Lao PDR Implements Reforms to Improve Business Environment

October 26, 2016

East Asia and Pacific Makes Steady Progress to 
Improve Business Environment: Doing Business Report

VIENTIANE, October 26, 2016 – Economies of East Asia and the Pacific (EAP) region are steadily making progress to ease the process of doing business, finds the World Bank Group’s annual ease of doing business report. While Lao PDR has implemented reforms this year, other countries have reformed faster. As a result, Lao PDR’s rank on the ease of doing business has moved to 139 in the Doing Business 2017 report, compared to 136 the year before. The reforms undertaken by Lao PDR made the process of starting a business faster by implementing simplified procedures for obtaining a license and a registered company seal. Lao PDR also improved in the area of Getting Electricity by starting to fully record the duration and frequency of outages. 

Doing Business 2017: Equal Opportunity for All, released today, finds that over two-thirds of the East Asia and Pacific region’s 25 economies implemented 45 reforms in the past year to make it easier to do business, compared to 28 reforms the previous year.

Four economies in the East Asia and Pacific region rank among the top 10 economies globally in the Doing Business rankings. The top-ranked economies are New Zealand (at 1), followed by Singapore (2), Hong Kong SAR, China (4) and the Republic of Korea (5).

“Lao PDR is making progress on improving its business climate,, but it is very important for Lao PDR  to continue these reforms to help the country sustain its high growth and make it more inclusive for businesses to flourish and create more jobs in the country,” said Sally Burningham, World Bank Country Manager for Lao PDR.

In East Asia and the Pacific, notably, two economies -- Brunei Darussalam and Indonesia, are among this year’s top 10 improvers in the world.

Indonesia, which implemented seven reforms during the past year, made starting a business easier by abolishing the minimum capital requirement for small and medium-size enterprises and by encouraging the use of an online system to reserve company names. As a result, it now takes 22 days to start a business in Jakarta, compared with 47 days previously.

Brunei Darussalam, which implemented six reforms in the past year, increased the reliability of power supply by introducing an automatic energy management system for the monitoring of outages and the restoration of service. Additionally, businesses can now get electricity faster due to the utility in Brunei Darussalam streamlining the processes of reviewing applications. As a result, a business can get connected to the grid in 35 days, compared to 56 days previously. 

And Vanuatu, which undertook four reforms, made starting a business easier by removing registration requirements and digitizing the company registry.

New reforms across sectors in the East Asia and Pacific Region are the stepping stones to enhance business activity. Despite a marked improvement from last year, economies in the region still have improvements to make in order to ease the business climate for local entrepreneurs,” said Rita Ramalho, Manager of the Doing Business project.

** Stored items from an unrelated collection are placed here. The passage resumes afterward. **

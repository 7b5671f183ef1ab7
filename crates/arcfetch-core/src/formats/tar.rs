//! Gzip-compressed tar extraction.

use std::fs::File;
use std::io::BufReader;
use std::path::Path;
use std::time::Instant;

use flate2::read::GzDecoder;
use tracing::debug;
use tracing::trace;

use super::common;
use super::traits::Extractor;
use crate::ExtractionReport;
use crate::FetchContext;
use crate::FetchError;
use crate::Result;
use crate::io::ArchiveFile;
use crate::security::PathGuard;
use crate::types::EntryKind;
use crate::types::ExtractionRoot;

type TarReader = tar::Archive<GzDecoder<BufReader<File>>>;

/// Extractor for `.tar.gz` archives.
///
/// The archive is read twice. The first pass checks every entry path and
/// fails on the first one that escapes the root; the second pass writes
/// files and directories. Links and special entries are skipped.
///
/// # Examples
///
/// ```no_run
/// use arcfetch_core::FetchConfig;
/// use arcfetch_core::FetchContext;
/// use arcfetch_core::NoopProgress;
/// use arcfetch_core::formats::Extractor;
/// use arcfetch_core::formats::TarExtractor;
/// use arcfetch_core::io::ArchiveWriter;
/// use arcfetch_core::io::ChunkStream;
/// use arcfetch_core::types::ExtractionRoot;
///
/// # fn main() -> Result<(), Box<dyn std::error::Error>> {
/// let config = FetchConfig::default();
/// let mut progress = NoopProgress;
/// let mut ctx = FetchContext::new(&config, &mut progress);
///
/// let bytes = std::fs::read("data.tar.gz")?;
/// let archive = ArchiveWriter::new(".", ".tar.gz")
///     .materialize(ChunkStream::from_chunks(vec![bytes]), &mut ctx)?;
/// let root = ExtractionRoot::create("data")?;
///
/// let report = TarExtractor.extract(&archive, &root, &mut ctx)?;
/// println!("Extracted {} files", report.files_extracted);
/// # Ok(())
/// # }
/// ```
#[derive(Debug, Clone, Copy, Default)]
pub struct TarExtractor;

impl TarExtractor {
    fn open(archive: &ArchiveFile) -> Result<TarReader> {
        let file = archive.open()?;
        Ok(tar::Archive::new(GzDecoder::new(BufReader::new(file))))
    }

    /// Checks every entry path without writing anything.
    fn validate(
        archive: &ArchiveFile,
        guard: &PathGuard<'_>,
        ctx: &FetchContext<'_>,
    ) -> Result<usize> {
        let mut reader = Self::open(archive)?;
        let mut checked = 0;
        for entry in reader.entries().map_err(|e| corrupt(None, &e))? {
            ctx.check_cancelled()?;
            let entry = entry.map_err(|e| corrupt(None, &e))?;
            let path = entry.path().map_err(|e| corrupt(None, &e))?;
            guard.check(&path)?;
            checked += 1;
        }
        Ok(checked)
    }
}

impl Extractor for TarExtractor {
    fn extract(
        &self,
        archive: &ArchiveFile,
        root: &ExtractionRoot,
        ctx: &mut FetchContext<'_>,
    ) -> Result<ExtractionReport> {
        ctx.check_cancelled()?;
        let start = Instant::now();
        let guard = PathGuard::new(root);

        let checked = Self::validate(archive, &guard, ctx)?;
        debug!(entries = checked, "tar entries validated");

        let mut report = ExtractionReport::new();
        let mut reader = Self::open(archive)?;
        for entry in reader.entries().map_err(|e| corrupt(None, &e))? {
            ctx.check_cancelled()?;
            let mut entry = entry.map_err(|e| corrupt(None, &e))?;
            let path = entry.path().map_err(|e| corrupt(None, &e))?.into_owned();
            let safe = guard.check(&path)?;

            match EntryKind::from_tar(entry.header().entry_type()) {
                EntryKind::File => common::write_file(&mut entry, root, &safe, &mut report)?,
                EntryKind::Directory => common::create_directory(root, &safe, &mut report)?,
                EntryKind::Metadata => {
                    trace!(entry = %path.display(), "ignoring metadata header");
                    continue;
                }
                kind => {
                    common::skip_entry(&path, kind, &mut report);
                    continue;
                }
            }
            trace!(entry = %safe.as_path().display(), "extracted");
            ctx.progress.on_entry_extracted(safe.as_path());
        }

        report.duration = start.elapsed();
        Ok(report)
    }

    fn format_name(&self) -> &'static str {
        "tar.gz"
    }

    fn file_suffix(&self) -> &'static str {
        ".tar.gz"
    }
}

fn corrupt(entry: Option<&Path>, e: &std::io::Error) -> FetchError {
    FetchError::invalid_archive(entry, e)
}
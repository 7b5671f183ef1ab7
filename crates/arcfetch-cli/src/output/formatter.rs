//! Output formatter trait for CLI results.

use anyhow::Result;
use arcfetch_core::FetchReport;
use serde::Serialize;

/// Common output formatter trait
pub trait OutputFormatter {
    /// Format the result of a completed fetch
    fn format_fetch_result(&self, report: &FetchReport) -> Result<()>;

    /// Format error message (shown even in quiet mode)
    fn format_error(&self, error: &anyhow::Error);

    /// Format warning message
    fn format_warning(&self, message: &str);
}

/// Envelope for every JSON document printed on stdout
#[derive(Debug, Serialize)]
pub struct JsonOutput<T> {
    pub operation: &'static str,
    pub status: Status,
    #[serde(skip_serializing_if = "Option::is_none")]
    pub data: Option<T>,
    #[serde(skip_serializing_if = "Option::is_none")]
    pub error: Option<String>,
}

#[derive(Debug, Serialize)]
#[serde(rename_all = "lowercase")]
pub enum Status {
    Success,
    Error,
}

impl<T: Serialize> JsonOutput<T> {
    pub const fn success(operation: &'static str, data: T) -> Self {
        Self {
            operation,
            status: Status::Success,
            data: Some(data),
            error: None,
        }
    }
}

impl JsonOutput<()> {
    pub const fn failure(operation: &'static str, error: String) -> Self {
        Self {
            operation,
            status: Status::Error,
            data: None,
            error: Some(error),
        }
    }
}
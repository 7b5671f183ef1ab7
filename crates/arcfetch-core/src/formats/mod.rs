//! Archive format resolution and extractors.

pub(crate) mod common;
pub mod detect;
pub mod tar;
pub mod traits;
pub mod zip;

pub use detect::ArchiveFormat;
pub use tar::TarExtractor;
pub use traits::Extractor;
pub use zip::ZipExtractor;
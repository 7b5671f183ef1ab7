//! Entry writers shared by the tar and zip extractors.
//!
//! Every function takes a [`SafePath`], so nothing here can write outside
//! the [`ExtractionRoot`].

use std::fs::File;
use std::fs::create_dir_all;
use std::io::BufWriter;
use std::io::Read;
use std::io::Write;
use std::path::Path;

use tracing::warn;

use crate::ExtractionReport;
use crate::FetchError;
use crate::Result;
use crate::types::EntryKind;
use crate::types::ExtractionRoot;
use crate::types::SafePath;

/// Buffer size for entry writes (64KB).
const WRITE_BUFFER_SIZE: usize = 64 * 1024;

/// Writes a regular file entry, creating parent directories as needed.
///
/// # Errors
///
/// Returns an error if the entry names the root itself, or if creating or
/// writing the file fails.
pub(crate) fn write_file<R: Read>(
    reader: &mut R,
    root: &ExtractionRoot,
    path: &SafePath,
    report: &mut ExtractionReport,
) -> Result<()> {
    if path.is_root() {
        return Err(FetchError::invalid_archive(
            Some(path.as_path()),
            "file entry resolves to the extraction root",
        ));
    }

    let output_path = root.join(path);
    if let Some(parent) = output_path.parent() {
        create_dir_all(parent)?;
    }

    let output_file = File::create(&output_path)?;
    let mut writer = BufWriter::with_capacity(WRITE_BUFFER_SIZE, output_file);
    let bytes = std::io::copy(reader, &mut writer).map_err(|e| entry_io(path.as_path(), &e))?;
    writer.flush()?;

    report.files_extracted += 1;
    report.bytes_written = report.bytes_written.saturating_add(bytes);
    Ok(())
}

/// Creates a directory entry. Existing directories are accepted.
///
/// # Errors
///
/// Returns an error if directory creation fails.
pub(crate) fn create_directory(
    root: &ExtractionRoot,
    path: &SafePath,
    report: &mut ExtractionReport,
) -> Result<()> {
    if path.is_root() {
        return Ok(());
    }
    create_dir_all(root.join(path))?;
    report.directories_created += 1;
    Ok(())
}

/// Records an entry that is deliberately not materialized.
pub(crate) fn skip_entry(path: &Path, kind: EntryKind, report: &mut ExtractionReport) {
    warn!(entry = %path.display(), %kind, "skipping entry");
    report.entries_skipped += 1;
    report.add_warning(format!("skipped {kind}: {}", path.display()));
}

fn entry_io(path: &Path, e: &std::io::Error) -> FetchError {
    FetchError::Io(std::io::Error::new(
        e.kind(),
        format!("failed to write entry {}: {e}", path.display()),
    ))
}
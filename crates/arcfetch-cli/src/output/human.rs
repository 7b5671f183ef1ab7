//! Human-readable output formatter with colors and styling.

use super::formatter::OutputFormatter;
use anyhow::Result;
use arcfetch_core::FetchReport;
use arcfetch_core::report::format_bytes;
use console::Term;
use console::style;

pub struct HumanFormatter {
    verbose: bool,
    quiet: bool,
    use_colors: bool,
    term: Term,
}

impl HumanFormatter {
    pub fn new(verbose: bool, quiet: bool) -> Self {
        Self {
            verbose,
            quiet,
            use_colors: console::colors_enabled(),
            term: Term::stdout(),
        }
    }

    fn format_number(n: usize) -> String {
        let s = n.to_string();
        let mut result = String::new();

        for (count, c) in s.chars().rev().enumerate() {
            if count > 0 && count % 3 == 0 {
                result.push(',');
            }
            result.push(c);
        }

        result.chars().rev().collect()
    }

    fn summary_lines(&self, report: &FetchReport) -> Vec<String> {
        let extraction = &report.extraction;
        let mut lines = vec![
            format!("  Format:           {}", report.format),
            format!("  Downloaded:       {}", format_bytes(report.bytes_downloaded)),
            format!(
                "  Files extracted:  {}",
                Self::format_number(extraction.files_extracted)
            ),
            format!(
                "  Directories:      {}",
                Self::format_number(extraction.directories_created)
            ),
            format!("  Total size:       {}", format_bytes(extraction.bytes_written)),
        ];

        if extraction.entries_skipped > 0 {
            lines.push(format!(
                "  Entries skipped:  {}",
                Self::format_number(extraction.entries_skipped)
            ));
        }

        if self.verbose {
            lines.push(format!("  URL:              {}", report.url));
            lines.push(format!(
                "  Content-Length:   {}",
                report
                    .content_length
                    .map_or_else(|| "unknown".to_string(), |len| len.to_string())
            ));
            lines.push(format!("  Duration:         {:?}", report.duration));
        }

        lines
    }
}

impl OutputFormatter for HumanFormatter {
    fn format_fetch_result(&self, report: &FetchReport) -> Result<()> {
        if self.quiet {
            return Ok(());
        }

        if self.use_colors {
            let _ = self
                .term
                .write_line(&format!("{} Fetch complete", style("✓").green().bold()));
        } else {
            let _ = self.term.write_line("Fetch complete");
        }

        for line in self.summary_lines(report) {
            let _ = self.term.write_line(&line);
        }

        if report.extraction.has_warnings() {
            let _ = self.term.write_line("");
            if self.use_colors {
                let _ = self
                    .term
                    .write_line(&format!("{}", style("Warnings:").yellow().bold()));
            } else {
                let _ = self.term.write_line("Warnings:");
            }
            for warning in &report.extraction.warnings {
                let _ = self.term.write_line(&format!("  - {warning}"));
            }
        }

        Ok(())
    }

    fn format_error(&self, error: &anyhow::Error) {
        // Always show errors, even in quiet mode
        let term = Term::stderr();
        if self.use_colors {
            let _ = term.write_line(&format!("{} {error:#}", style("ERROR:").red().bold()));
        } else {
            let _ = term.write_line(&format!("ERROR: {error:#}"));
        }
    }

    fn format_warning(&self, message: &str) {
        if self.quiet {
            return;
        }

        let term = Term::stderr();
        if self.use_colors {
            let _ = term.write_line(&format!("{} {message}", style("⚠").yellow().bold()));
        } else {
            let _ = term.write_line(&format!("WARNING: {message}"));
        }
    }
}
//! Bounded chunk streams over a transfer body.
//!
//! A [`ChunkStream`] yields the body as a finite, single-pass sequence of
//! byte buffers no larger than the configured chunk size, so the payload is
//! never held in memory as a whole. [`ProgressChunks`] wraps a stream and
//! reports a [`TransferProgress`] snapshot after every chunk without
//! touching the bytes.

use std::io::ErrorKind;
use std::io::Read;
use std::sync::mpsc;
use std::sync::mpsc::Receiver;
use std::sync::mpsc::RecvTimeoutError;
use std::thread;
use std::time::Duration;
use std::time::Instant;

use tokio_util::sync::CancellationToken;

use crate::FetchError;
use crate::ProgressCallback;
use crate::Result;
use crate::TransferProgress;

type ChunkIter = Box<dyn Iterator<Item = Result<Vec<u8>>> + Send>;

/// How often a consumer waiting on a blocked read looks at its token.
const CANCEL_POLL: Duration = Duration::from_millis(50);

/// A single-pass sequence of body chunks.
///
/// The stream is consumed by value; once exhausted or failed it yields
/// nothing further.
///
/// # Examples
///
/// ```
/// use arcfetch_core::io::ChunkStream;
///
/// let body: &[u8] = b"hello world";
/// let chunks: Vec<Vec<u8>> = ChunkStream::from_reader(body, 4, "memory")
///     .collect::<Result<_, _>>()?;
///
/// assert_eq!(chunks, vec![b"hell".to_vec(), b"o wo".to_vec(), b"rld".to_vec()]);
/// # Ok::<(), arcfetch_core::FetchError>(())
/// ```
pub struct ChunkStream {
    inner: ChunkIter,
    total_bytes: Option<u64>,
}

impl ChunkStream {
    /// Reads `reader` in chunks of at most `chunk_size` bytes.
    ///
    /// Read failures are reported as [`FetchError::Network`] against
    /// `source`, which is normally the URL being fetched.
    #[must_use]
    pub fn from_reader(
        reader: impl Read + Send + 'static,
        chunk_size: usize,
        source: impl Into<String>,
    ) -> Self {
        Self {
            inner: Box::new(ReaderChunks {
                reader: Box::new(reader),
                chunk_size: chunk_size.max(1),
                source: source.into(),
                done: false,
            }),
            total_bytes: None,
        }
    }

    /// Builds a stream from buffers that are already in memory.
    #[must_use]
    pub fn from_chunks<I>(chunks: I) -> Self
    where
        I: IntoIterator<Item = Vec<u8>>,
        I::IntoIter: Send + 'static,
    {
        Self {
            inner: Box::new(chunks.into_iter().map(Ok)),
            total_bytes: None,
        }
    }

    /// Records the size the producer announced for the whole stream.
    ///
    /// The value is informational and only used for progress reporting.
    #[must_use]
    pub const fn with_total_bytes(mut self, total_bytes: Option<u64>) -> Self {
        self.total_bytes = total_bytes;
        self
    }

    /// Returns the announced total size, if any.
    #[must_use]
    pub const fn total_bytes(&self) -> Option<u64> {
        self.total_bytes
    }

    /// Moves the reads onto a background thread so that cancelling `token`
    /// ends the stream with [`FetchError::Cancelled`] even while a read is
    /// blocked on the network.
    ///
    /// At most one chunk is buffered ahead of the consumer. A reader thread
    /// stuck in a read after cancellation is detached and exits when that
    /// read returns.
    ///
    /// # Errors
    ///
    /// Returns an error if the reader thread cannot be spawned.
    pub fn cancellable(self, token: CancellationToken) -> Result<Self> {
        let (tx, rx) = mpsc::sync_channel(1);
        let inner = self.inner;
        thread::Builder::new()
            .name("arcfetch-body".to_string())
            .spawn(move || {
                for item in inner {
                    if tx.send(item).is_err() {
                        break;
                    }
                }
            })?;

        Ok(Self {
            inner: Box::new(CancellableChunks {
                rx,
                token,
                done: false,
            }),
            total_bytes: self.total_bytes,
        })
    }

    /// Wraps the stream so every chunk is reported to `progress`.
    pub fn with_progress(self, progress: &mut dyn ProgressCallback) -> ProgressChunks<'_> {
        ProgressChunks::new(self, progress)
    }
}

impl Iterator for ChunkStream {
    type Item = Result<Vec<u8>>;

    fn next(&mut self) -> Option<Self::Item> {
        self.inner.next()
    }
}

impl std::fmt::Debug for ChunkStream {
    fn fmt(&self, f: &mut std::fmt::Formatter<'_>) -> std::fmt::Result {
        f.debug_struct("ChunkStream")
            .field("total_bytes", &self.total_bytes)
            .finish_non_exhaustive()
    }
}

struct ReaderChunks {
    reader: Box<dyn Read + Send>,
    chunk_size: usize,
    source: String,
    done: bool,
}

impl ReaderChunks {
    /// Fills one chunk, stopping early only at end of input.
    fn fill(&mut self) -> std::io::Result<Vec<u8>> {
        let mut buf = vec![0u8; self.chunk_size];
        let mut filled = 0;
        while filled < buf.len() {
            match self.reader.read(&mut buf[filled..]) {
                Ok(0) => break,
                Ok(n) => filled += n,
                Err(e) if e.kind() == ErrorKind::Interrupted => {}
                Err(e) => return Err(e),
            }
        }
        buf.truncate(filled);
        Ok(buf)
    }
}

impl Iterator for ReaderChunks {
    type Item = Result<Vec<u8>>;

    fn next(&mut self) -> Option<Self::Item> {
        if self.done {
            return None;
        }
        match self.fill() {
            Ok(chunk) if chunk.is_empty() => {
                self.done = true;
                None
            }
            Ok(chunk) => {
                if chunk.len() < self.chunk_size {
                    self.done = true;
                }
                Some(Ok(chunk))
            }
            Err(e) => {
                self.done = true;
                Some(Err(FetchError::network(&self.source, e)))
            }
        }
    }
}

/// Receiving half of [`ChunkStream::cancellable`].
struct CancellableChunks {
    rx: Receiver<Result<Vec<u8>>>,
    token: CancellationToken,
    done: bool,
}

impl Iterator for CancellableChunks {
    type Item = Result<Vec<u8>>;

    fn next(&mut self) -> Option<Self::Item> {
        if self.done {
            return None;
        }
        loop {
            if self.token.is_cancelled() {
                self.done = true;
                return Some(Err(FetchError::Cancelled));
            }
            match self.rx.recv_timeout(CANCEL_POLL) {
                Ok(item) => return Some(item),
                Err(RecvTimeoutError::Timeout) => {}
                Err(RecvTimeoutError::Disconnected) => {
                    self.done = true;
                    return None;
                }
            }
        }
    }
}

/// Chunk stream adapter that reports transfer progress.
///
/// Chunks pass through unchanged and in order. The callback receives
/// `on_transfer_start` before the first read and a snapshot after each
/// chunk.
pub struct ProgressChunks<'a> {
    stream: ChunkStream,
    progress: &'a mut dyn ProgressCallback,
    started: Option<Instant>,
    bytes_transferred: u64,
}

impl<'a> ProgressChunks<'a> {
    fn new(stream: ChunkStream, progress: &'a mut dyn ProgressCallback) -> Self {
        Self {
            stream,
            progress,
            started: None,
            bytes_transferred: 0,
        }
    }

    /// Returns the bytes delivered so far.
    #[must_use]
    pub const fn bytes_transferred(&self) -> u64 {
        self.bytes_transferred
    }
}

impl Iterator for ProgressChunks<'_> {
    type Item = Result<Vec<u8>>;

    fn next(&mut self) -> Option<Self::Item> {
        let started = *self.started.get_or_insert_with(|| {
            self.progress.on_transfer_start(self.stream.total_bytes());
            Instant::now()
        });

        let item = self.stream.next()?;
        if let Ok(chunk) = &item {
            self.bytes_transferred = self.bytes_transferred.saturating_add(chunk.len() as u64);
            self.progress.on_chunk(&TransferProgress {
                bytes_transferred: self.bytes_transferred,
                total_bytes: self.stream.total_bytes(),
                elapsed: started.elapsed(),
            });
        }
        Some(item)
    }
}
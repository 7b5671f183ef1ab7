//! Operation reporting and progress callbacks.

use std::fmt;
use std::path::Path;
use std::time::Duration;

use crate::formats::ArchiveFormat;

/// Report of an archive extraction operation.
///
/// Contains statistics and metadata about the extraction process.
#[derive(Debug, Clone, Default)]
pub struct ExtractionReport {
    /// Number of files successfully extracted.
    pub files_extracted: usize,

    /// Number of directories created.
    pub directories_created: usize,

    /// Total bytes written to disk.
    pub bytes_written: u64,

    /// Number of link or special entries that were not materialized.
    pub entries_skipped: usize,

    /// Duration of the extraction operation.
    pub duration: Duration,

    /// Warnings generated during extraction.
    pub warnings: Vec<String>,
}

impl ExtractionReport {
    /// Creates a new empty extraction report.
    #[must_use]
    pub fn new() -> Self {
        Self::default()
    }

    /// Adds a warning message to the report.
    pub fn add_warning(&mut self, message: String) {
        self.warnings.push(message);
    }

    /// Returns total number of items written.
    #[must_use]
    pub fn total_items(&self) -> usize {
        self.files_extracted + self.directories_created
    }

    /// Returns whether any warnings were generated.
    #[must_use]
    pub fn has_warnings(&self) -> bool {
        !self.warnings.is_empty()
    }
}

/// Report of a complete download and extraction run.
#[derive(Debug, Clone)]
pub struct FetchReport {
    /// The URL the archive was fetched from.
    pub url: String,

    /// The format the archive was dispatched as.
    pub format: ArchiveFormat,

    /// Bytes received from the transfer and written to the temporary archive.
    pub bytes_downloaded: u64,

    /// The `Content-Length` the server declared, if any.
    pub content_length: Option<u64>,

    /// Statistics of the extraction step.
    pub extraction: ExtractionReport,

    /// Wall-clock duration of the whole run.
    pub duration: Duration,
}

/// Snapshot of a running transfer, delivered at every chunk boundary.
///
/// # Examples
///
/// ```
/// use arcfetch_core::TransferProgress;
/// use std::time::Duration;
///
/// let progress = TransferProgress {
///     bytes_transferred: 3_000_000,
///     total_bytes: Some(10_000_000),
///     elapsed: Duration::from_secs(3),
/// };
/// assert_eq!(progress.remaining(), Some(Duration::from_secs(7)));
/// assert_eq!(
///     progress.to_string(),
///     "Downloaded: 3.0 MB / 10.0 MB, elapsed 3s, remaining 7s"
/// );
/// ```
#[derive(Debug, Clone, Copy, PartialEq, Eq)]
pub struct TransferProgress {
    /// Bytes received so far.
    pub bytes_transferred: u64,

    /// Total size declared by the server, if known.
    pub total_bytes: Option<u64>,

    /// Time since the transfer started.
    pub elapsed: Duration,
}

impl TransferProgress {
    /// Estimates the time left from the average rate so far.
    ///
    /// Returns `None` when the total is unknown, when nothing has been
    /// received yet, or when more bytes arrived than were declared.
    #[must_use]
    pub fn remaining(&self) -> Option<Duration> {
        let total = self.total_bytes?;
        let left = total.checked_sub(self.bytes_transferred)?;
        if left == 0 {
            return Some(Duration::ZERO);
        }
        if self.bytes_transferred == 0 || self.elapsed.is_zero() {
            return None;
        }
        let nanos =
            self.elapsed.as_nanos() * u128::from(left) / u128::from(self.bytes_transferred);
        u64::try_from(nanos).ok().map(Duration::from_nanos)
    }

    /// Returns the completed fraction in `0.0..=1.0`, if the total is known.
    #[must_use]
    #[allow(clippy::cast_precision_loss)]
    pub fn fraction(&self) -> Option<f64> {
        match self.total_bytes? {
            0 => Some(1.0),
            total => Some((self.bytes_transferred as f64 / total as f64).min(1.0)),
        }
    }
}

impl fmt::Display for TransferProgress {
    fn fmt(&self, f: &mut fmt::Formatter<'_>) -> fmt::Result {
        write!(f, "Downloaded: {} / ", format_bytes(self.bytes_transferred))?;
        match self.total_bytes {
            Some(total) => write!(f, "{}", format_bytes(total))?,
            None => f.write_str("unknown")?,
        }
        write!(f, ", elapsed {}, remaining ", format_duration(self.elapsed))?;
        match self.remaining() {
            Some(remaining) => write!(f, "{}", format_duration(remaining)),
            None => f.write_str("unknown"),
        }
    }
}

/// Formats a byte count with decimal units (`512 B`, `1.5 kB`, `3.0 MB`).
#[must_use]
#[allow(clippy::cast_precision_loss)]
pub fn format_bytes(bytes: u64) -> String {
    const UNITS: [&str; 4] = ["kB", "MB", "GB", "TB"];

    if bytes < 1000 {
        return format!("{bytes} B");
    }
    let mut value = bytes as f64 / 1000.0;
    let mut unit = UNITS[0];
    for next in &UNITS[1..] {
        if value < 1000.0 {
            break;
        }
        value /= 1000.0;
        unit = next;
    }
    format!("{value:.1} {unit}")
}

fn format_duration(duration: Duration) -> String {
    let secs = duration.as_secs();
    match secs {
        0..60 => format!("{secs}s"),
        60..3600 => format!("{}m {:02}s", secs / 60, secs % 60),
        _ => format!("{}h {:02}m", secs / 3600, (secs % 3600) / 60),
    }
}

/// Callback trait for progress reporting during a fetch.
///
/// Implement this trait to receive transfer and extraction updates. The
/// trait requires `Send` to allow use in multi-threaded contexts.
///
/// # Examples
///
/// ```
/// use arcfetch_core::ProgressCallback;
/// use arcfetch_core::TransferProgress;
/// use std::path::Path;
///
/// struct PrintProgress;
///
/// impl ProgressCallback for PrintProgress {
///     fn on_transfer_start(&mut self, total_bytes: Option<u64>) {
///         println!("Starting transfer of {total_bytes:?} bytes");
///     }
///
///     fn on_chunk(&mut self, progress: &TransferProgress) {
///         println!("{progress}");
///     }
///
///     fn on_entry_extracted(&mut self, path: &Path) {
///         println!("Extracted: {}", path.display());
///     }
///
///     fn on_complete(&mut self) {
///         println!("Done");
///     }
/// }
/// ```
pub trait ProgressCallback: Send {
    /// Called once before the first chunk is read.
    ///
    /// # Arguments
    ///
    /// * `total_bytes` - Declared transfer size, if the server sent one
    fn on_transfer_start(&mut self, total_bytes: Option<u64>);

    /// Called after each chunk has been received.
    fn on_chunk(&mut self, progress: &TransferProgress);

    /// Called after an entry has been written below the extraction root.
    ///
    /// # Arguments
    ///
    /// * `path` - Entry path relative to the root
    fn on_entry_extracted(&mut self, path: &Path);

    /// Called when the entire operation is complete.
    fn on_complete(&mut self);
}

/// No-op implementation of `ProgressCallback` that does nothing.
///
/// Use this when you don't need progress reporting but the API requires
/// a callback implementation.
#[derive(Debug, Default)]
pub struct NoopProgress;

impl ProgressCallback for NoopProgress {
    fn on_transfer_start(&mut self, _total_bytes: Option<u64>) {}

    fn on_chunk(&mut self, _progress: &TransferProgress) {}

    fn on_entry_extracted(&mut self, _path: &Path) {}

    fn on_complete(&mut self) {}
}
//! Streaming I/O for the transfer body.
//!
//! [`ChunkStream`] turns a response body into bounded chunks and
//! [`ArchiveWriter`] persists them to a temporary [`ArchiveFile`].

pub mod chunks;
pub mod writer;

pub use chunks::ChunkStream;
pub use chunks::ProgressChunks;
pub use writer::ArchiveFile;
pub use writer::ArchiveWriter;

Challenges remain particularly in the areas of Starting a Business, Trading Across Borders and Enforcing Contracts. For example, it takes on average 57 hours to comply with border regulations for exports in the region, this is significantly longer than the average time of 12 hours it takes in OECD high-income economies.

This year, for the first time, Doing Business includes a gender dimension in three of the 10 topics covered: Starting a Business, Registering Property and Enforcing Contracts. The report finds that, in those areas, few East Asia and Pacific economies have gender barriers, and no such barriers exist in Lao PDR.

In addition, the Paying Taxes indicator has been expanded to cover post-filing processes, such as tax audits and VAT refund. Many East Asia and Pacific economies perform well in these areas. For instance, the VAT refund compliance time is less than 5 hours in five of the economies in the region, compared to the global average of 14 hours.